Stored items:
++++

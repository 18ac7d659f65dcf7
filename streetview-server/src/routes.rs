//! Router configuration module
//!
//! Configures all routes, middleware layers, and creates the application router.

use std::any::Any;
use std::sync::Arc;

use axum::{
    response::IntoResponse,
    routing::get,
    Router,
};
use streetview_core::TransportStatus;
use tower_http::catch_panic::CatchPanicLayer;
use tower_http::trace::TraceLayer;

use crate::error::ApiError;
use crate::handlers::{health, street_view_handler};
use crate::openapi::openapi_json;
use crate::state::AppState;

/// Create the application router
///
/// No request deadline: a request runs until the handler finishes or its
/// retry budgets are exhausted, so every failure reaches the error mapper.
pub fn create_router(state: AppState) -> Router {
    // A panicking request is logged through the chain and answered as unknown
    let logger = Arc::clone(&state.logger);
    let catch_panic = CatchPanicLayer::custom(move |panic: Box<dyn Any + Send + 'static>| {
        let message = format!(
            "Recovered from panic while handling request: {}",
            panic_message(panic.as_ref())
        );
        let logger = Arc::clone(&logger);
        tokio::spawn(async move { logger.error(&message).await });

        ApiError::from(TransportStatus::unknown()).into_response()
    });

    Router::new()
        .route("/v1/street-view", get(street_view_handler))
        .route("/health", get(health))
        .route("/api-docs/openapi.json", get(openapi_json))
        .with_state(state)
        .layer(catch_panic)
        .layer(TraceLayer::new_for_http())
}

fn panic_message(panic: &(dyn Any + Send)) -> String {
    if let Some(message) = panic.downcast_ref::<String>() {
        message.clone()
    } else if let Some(message) = panic.downcast_ref::<&str>() {
        (*message).to_string()
    } else {
        "unknown panic payload".to_string()
    }
}

#[cfg(test)]
mod tests {
    use super::*;

    #[test]
    fn test_panic_message_extraction() {
        let owned: Box<dyn Any + Send> = Box::new(String::from("owned"));
        let borrowed: Box<dyn Any + Send> = Box::new("borrowed");
        let other: Box<dyn Any + Send> = Box::new(42u8);

        assert_eq!(panic_message(owned.as_ref()), "owned");
        assert_eq!(panic_message(borrowed.as_ref()), "borrowed");
        assert_eq!(panic_message(other.as_ref()), "unknown panic payload");
    }
}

++++

- What this task involves -
Give only the number of lines in the preceding data that include the word "Some".

- Task output -
2